Apparently his device is related to Edwin Gray circuit and motor. Mr. Gray discovered that a discharge of a high voltage capacitor could be shocked into releasing a huge, radiant, electrostatic burst. This energy spike was produced by his circuitry and captured in a special device he called a conversion element switching tube. The non-shocking, cold form of energy that came out of this "conversion tube" powered all of his appliances and motors as well as recharged his batteries. Mr. Gray referred to his process as "splitting the positive" (Note that he says a conversion element switching tube and perhaps there is a exothermic or exoelectrostatic cold fusion type of reaction of an element in the tubes) that are producing the excess energy.

Nicola Tesla actually discovered this effect in 1889 and supposedly powered a 1931 Pierce-Arrow at unlimited speeds and distances in that era. First it
was Tesla, then Gray and then perhaps Tilley. Another explanation of where
the extra energy might be going from is the ether or what some scientists
call zero point energy. Where electrostatic energy, like neutrinos and high
energy gamma rays are entrained into the high frequency mosfets (high speed switching device like transistors in computers, only able to handle a lot more current) or tubes in the case of "Tesla Times. Tesla did use tubes in his device to power the Pierce-Arrow.
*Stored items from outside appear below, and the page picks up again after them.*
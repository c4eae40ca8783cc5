// Control socket

//! Line-delimited JSON control protocol over a Unix socket
//!
//! Each connection carries exactly one request line and receives exactly
//! one reply line.

use crate::api::ProvisioningApi;
use crate::backend::TunnelBackend;
use crate::controller::StatusSnapshot;
use crate::error::{ProvisioningError, ServiceError};
use crate::liveness::TransportProbe;
use crate::service::{CommandOutcome, ServiceCommand, ServiceLifecycle};
use crate::types::ServerDescriptor;
use anyhow::{Context, Result};
use serde::{Deserialize, Serialize};
use std::fs;
use std::path::{Path, PathBuf};
use std::sync::Arc;
use tokio::io::{AsyncBufReadExt, AsyncReadExt, AsyncWriteExt, BufReader};
use tokio::net::{UnixListener, UnixStream};

const SOCKET_FILE: &str = "control.sock";

/// Requests are capped so a misbehaving client cannot exhaust memory
const MAX_REQUEST_LEN: u64 = 64 * 1024;

/// Path of the control socket inside `runtime_dir`
pub fn socket_path(runtime_dir: &Path) -> PathBuf {
    runtime_dir.join(SOCKET_FILE)
}

/// A request line
#[derive(Debug, Clone, PartialEq, Eq, Serialize, Deserialize)]
#[serde(tag = "command", rename_all = "snake_case")]
pub enum ControlRequest {
    Connect {
        #[serde(default, skip_serializing_if = "Option::is_none")]
        descriptor: Option<ServerDescriptor>,
    },
    Disconnect,
    Resume,
    Forget,
    Status,
}

impl From<ControlRequest> for ServiceCommand {
    fn from(request: ControlRequest) -> Self {
        match request {
            ControlRequest::Connect { descriptor } => ServiceCommand::Connect(descriptor),
            ControlRequest::Disconnect => ServiceCommand::Disconnect,
            ControlRequest::Resume => ServiceCommand::Resume,
            ControlRequest::Forget => ServiceCommand::Forget,
            ControlRequest::Status => ServiceCommand::Status,
        }
    }
}

/// A reply line
#[derive(Debug, Clone, PartialEq, Eq, Serialize, Deserialize)]
#[serde(tag = "reply", rename_all = "snake_case")]
pub enum ControlReply {
    Ok {
        message: String,
        status: StatusSnapshot,
    },
    /// The fetched configuration lacks fields; the user should be told
    Incomplete { missing: Vec<String> },
    Error { message: String },
}

impl ControlReply {
    fn from_result(result: Result<CommandOutcome, ServiceError>, status: StatusSnapshot) -> Self {
        match result {
            Ok(outcome) => {
                let status = match outcome {
                    CommandOutcome::Status(probed) => probed,
                    _ => status,
                };
                ControlReply::Ok {
                    message: outcome.to_string(),
                    status,
                }
            }
            Err(ServiceError::Provisioning(ProvisioningError::Incomplete(incomplete))) => {
                ControlReply::Incomplete {
                    missing: incomplete
                        .missing
                        .iter()
                        .map(|f| f.as_str().to_string())
                        .collect(),
                }
            }
            Err(e) => ControlReply::Error {
                message: e.to_string(),
            },
        }
    }
}

/// Listening control socket
pub struct ControlServer {
    listener: UnixListener,
    path: PathBuf,
}

impl ControlServer {
    /// Bind `<runtime_dir>/control.sock`, replacing a stale socket
    pub fn bind(runtime_dir: &Path) -> Result<Self> {
        if !runtime_dir.exists() {
            fs::create_dir_all(runtime_dir).context("Failed to create runtime directory")?;
        }

        let path = socket_path(runtime_dir);
        if path.exists() {
            fs::remove_file(&path)
                .with_context(|| format!("Failed to remove stale socket {:?}", path))?;
        }

        let listener = UnixListener::bind(&path)
            .with_context(|| format!("Failed to bind control socket {:?}", path))?;
        #[cfg(unix)]
        {
            use std::os::unix::fs::PermissionsExt;
            fs::set_permissions(&path, fs::Permissions::from_mode(0o600))
                .context("Failed to restrict control socket permissions")?;
        }

        log::info!("Control socket listening on {:?}", path);
        Ok(Self { listener, path })
    }

    pub fn path(&self) -> &Path {
        &self.path
    }

    /// Accept connections until the listener fails
    pub async fn serve<B, P, A>(self, service: Arc<ServiceLifecycle<B, P, A>>) -> Result<()>
    where
        B: TunnelBackend,
        P: TransportProbe,
        A: ProvisioningApi,
    {
        loop {
            let (stream, _addr) = self
                .listener
                .accept()
                .await
                .context("Failed to accept control connection")?;

            let service = service.clone();
            tokio::spawn(async move {
                if let Err(e) = handle_connection(stream, service).await {
                    log::warn!("Control connection failed: {:#}", e);
                }
            });
        }
    }
}

async fn handle_connection<B, P, A>(
    stream: UnixStream,
    service: Arc<ServiceLifecycle<B, P, A>>,
) -> Result<()>
where
    B: TunnelBackend,
    P: TransportProbe,
    A: ProvisioningApi,
{
    let (reader, mut writer) = stream.into_split();
    let mut reader = BufReader::new(reader).take(MAX_REQUEST_LEN);

    let mut line = String::new();
    reader
        .read_line(&mut line)
        .await
        .context("Failed to read request")?;

    let reply = match serde_json::from_str::<ControlRequest>(line.trim()) {
        Ok(request) => {
            log::info!("Control request: {:?}", request);
            let result = service.handle(request.into()).await;
            if let Err(e) = &result {
                log::warn!("Command failed: {}", e);
            }
            ControlReply::from_result(result, service.status())
        }
        Err(e) => ControlReply::Error {
            message: format!("invalid request: {}", e),
        },
    };

    let mut encoded = serde_json::to_string(&reply).context("Failed to encode reply")?;
    encoded.push('\n');
    writer
        .write_all(encoded.as_bytes())
        .await
        .context("Failed to write reply")?;
    writer.shutdown().await.ok();
    Ok(())
}

/// Remove the socket file on shutdown
pub fn cleanup(runtime_dir: &Path) {
    let _ = fs::remove_file(socket_path(runtime_dir));
}

/// Send one request to the daemon and wait for its reply
pub async fn send_request(socket: &Path, request: &ControlRequest) -> Result<ControlReply> {
    let stream = UnixStream::connect(socket)
        .await
        .with_context(|| format!("Failed to connect to {:?}; is the daemon running?", socket))?;
    let (reader, mut writer) = stream.into_split();

    let mut encoded = serde_json::to_string(request).context("Failed to encode request")?;
    encoded.push('\n');
    writer
        .write_all(encoded.as_bytes())
        .await
        .context("Failed to send request")?;

    let mut line = String::new();
    BufReader::new(reader)
        .read_line(&mut line)
        .await
        .context("Failed to read reply")?;
    if line.is_empty() {
        anyhow::bail!("Daemon closed the connection without replying");
    }

    serde_json::from_str(line.trim()).context("Failed to decode reply")
}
The first zero point electromagnetic radiant energy patent 5,590,031 was
issued to Dr. Frank Mead of Edwards AFB in Dec 1996. He created high
frequencies with spherical receivers, evidently shown in his patent, to
access and convert to electricity. So lets wait for further demonstrations,
which Carl Tilley says will be in a month or so, before we pass complete
judgment one way or the other.

In the meantime for one of the best records about this type of energy - get a hold of the book " Free Energy Secrets of Cold Electricity" by Dr Peter Lindemann http://www.free-energy.cc. We recently did a free energy issue of Electrifying Times (Vol 8 No 3) which discusses the subject in some detail.
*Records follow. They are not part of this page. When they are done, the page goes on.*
//! 任务载荷中的追踪传播
//!
//! 入队时把当前追踪值写入 JSON 载荷的 `tracings` 字段（扁平的字符串映射），
//! 执行前读取该字段并恢复到执行上下文的管理器中。载荷是单向的值拷贝，
//! 入队方和执行方之间不共享任何引用。

use crate::context;
use crate::manager::TracingManager;
use crate::registry::TracingRegistry;
use indexmap::IndexMap;
use serde::{Deserialize, Serialize};
use serde_json::{Map, Value};
use std::future::Future;
use std::sync::Arc;

/// 载荷中保存追踪值的字段名
pub const JOB_PAYLOAD_FIELD: &str = "tracings";

/// 任务生命周期钩子
#[derive(Debug, Clone)]
pub struct TracingJobDispatcher {
    manager: Arc<TracingManager>,
}

impl TracingJobDispatcher {
    pub fn new(manager: Arc<TracingManager>) -> Self {
        Self { manager }
    }

    /// 已解析的追踪值快照，未解析的 key 不包含在内
    pub fn snapshot(&self) -> Map<String, Value> {
        snapshot(&self.manager)
    }

    /// 入队钩子：把追踪值写入载荷
    ///
    /// 全局关闭时不修改载荷。载荷不是 JSON 对象时记录调试日志后跳过。
    pub fn on_enqueue(&self, payload: &mut Value) {
        if !self.manager.is_enabled() {
            return;
        }

        match payload.as_object_mut() {
            Some(object) => {
                object.insert(JOB_PAYLOAD_FIELD.to_string(), Value::Object(self.snapshot()));
            }
            None => tracing::debug!("job payload is not an object, tracings not attached"),
        }
    }

    /// 执行前钩子：从载荷恢复追踪值
    ///
    /// 字段缺失、为空或不是对象时不做任何事；非字符串的条目会被忽略。
    pub fn on_process(&self, payload: &Value) {
        if !self.manager.is_enabled() {
            return;
        }

        let values = extract(payload);
        if values.is_empty() {
            return;
        }
        self.manager.restore(values);
    }

    /// 执行后钩子：清空执行上下文的请求级存储
    pub fn on_complete(&self) {
        self.manager.flush();
    }
}

/// 已解析追踪值的 JSON 快照
pub fn snapshot(manager: &TracingManager) -> Map<String, Value> {
    manager
        .all()
        .into_iter()
        .filter_map(|(key, value)| value.map(|v| (key, Value::String(v))))
        .collect()
}

/// 从载荷中读取追踪值
pub fn extract(payload: &Value) -> Vec<(String, String)> {
    let Some(field) = payload.get(JOB_PAYLOAD_FIELD) else {
        return Vec::new();
    };
    let Some(object) = field.as_object() else {
        tracing::debug!("job payload tracings field is not an object, ignoring");
        return Vec::new();
    };

    object
        .iter()
        .filter_map(|(key, value)| match value.as_str() {
            Some(value) => Some((key.clone(), value.to_string())),
            None => {
                tracing::debug!(key = %key, "ignoring non-string tracing value in job payload");
                None
            }
        })
        .collect()
}

/// 在当前请求上下文中入队时调用，把当前追踪值写入载荷
///
/// 不在追踪上下文中时返回 `false`，载荷保持不变。
pub fn enqueue_current(payload: &mut Value) -> bool {
    match context::current_manager() {
        Some(manager) => {
            TracingJobDispatcher::new(manager).on_enqueue(payload);
            true
        }
        None => false,
    }
}

/// 在新的追踪上下文中执行任务
///
/// 为本次执行创建新的管理器，从载荷恢复追踪值，并在执行期间将其设置为当前管理器，
/// 执行结束后清空其存储。
///
/// # 示例
/// ```
/// use request_tracing::{context, job, TracingRegistry};
/// use serde_json::json;
///
/// # tokio::runtime::Builder::new_current_thread().build().unwrap().block_on(async {
/// let registry = TracingRegistry::default();
/// let payload = json!({ "job": "send_mail", "tracings": { "request_id": "req-1" } });
///
/// let seen = job::run_job(&registry, &payload, async {
///     context::tracings().request_id().map(str::to_string)
/// })
/// .await;
/// assert_eq!(seen.as_deref(), Some("req-1"));
/// # });
/// ```
pub async fn run_job<F, T>(registry: &TracingRegistry, payload: &Value, job: F) -> T
where
    F: Future<Output = T>,
{
    let manager = Arc::new(registry.manager());
    let dispatcher = TracingJobDispatcher::new(Arc::clone(&manager));

    dispatcher.on_process(payload);
    let output = context::with_manager(manager, job).await;
    dispatcher.on_complete();

    output
}

/// 带追踪值的类型化任务信封
///
/// 任务本身的字段被展开到同一层，追踪值位于 `tracings` 字段。
#[derive(Debug, Clone, PartialEq, Eq, Serialize, Deserialize)]
pub struct TracedJob<T> {
    #[serde(default, skip_serializing_if = "IndexMap::is_empty")]
    pub tracings: IndexMap<String, String>,
    #[serde(flatten)]
    pub job: T,
}

impl<T> TracedJob<T> {
    /// 捕获管理器中已解析的追踪值，全局关闭时不捕获
    pub fn capture(manager: &TracingManager, job: T) -> Self {
        let tracings = if manager.is_enabled() {
            manager
                .all()
                .into_iter()
                .filter_map(|(key, value)| value.map(|v| (key, v)))
                .collect()
        } else {
            IndexMap::new()
        };
        Self { tracings, job }
    }

    /// 把追踪值恢复到执行上下文的管理器
    pub fn restore_into(&self, manager: &TracingManager) {
        manager.restore(
            self.tracings
                .iter()
                .map(|(key, value)| (key.clone(), value.clone())),
        );
    }

    /// 拆出任务本身
    pub fn into_inner(self) -> T {
        self.job
    }
}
P.S. Carl Tilley indicated there will be at least 2 EVs on the track next time. He indicated the Electric DeLorean is up and running after a complete
wheel bearing replacement and sway bar install. He drove the TEV today. He welcomed any good EV conversion to come to Lebanon, Tennesse and they will add the charging device for the demonstration run, supposedly at the Nashville Superspeedway . Bill why don't you bring your Wectric Wabbit for a first hand experience?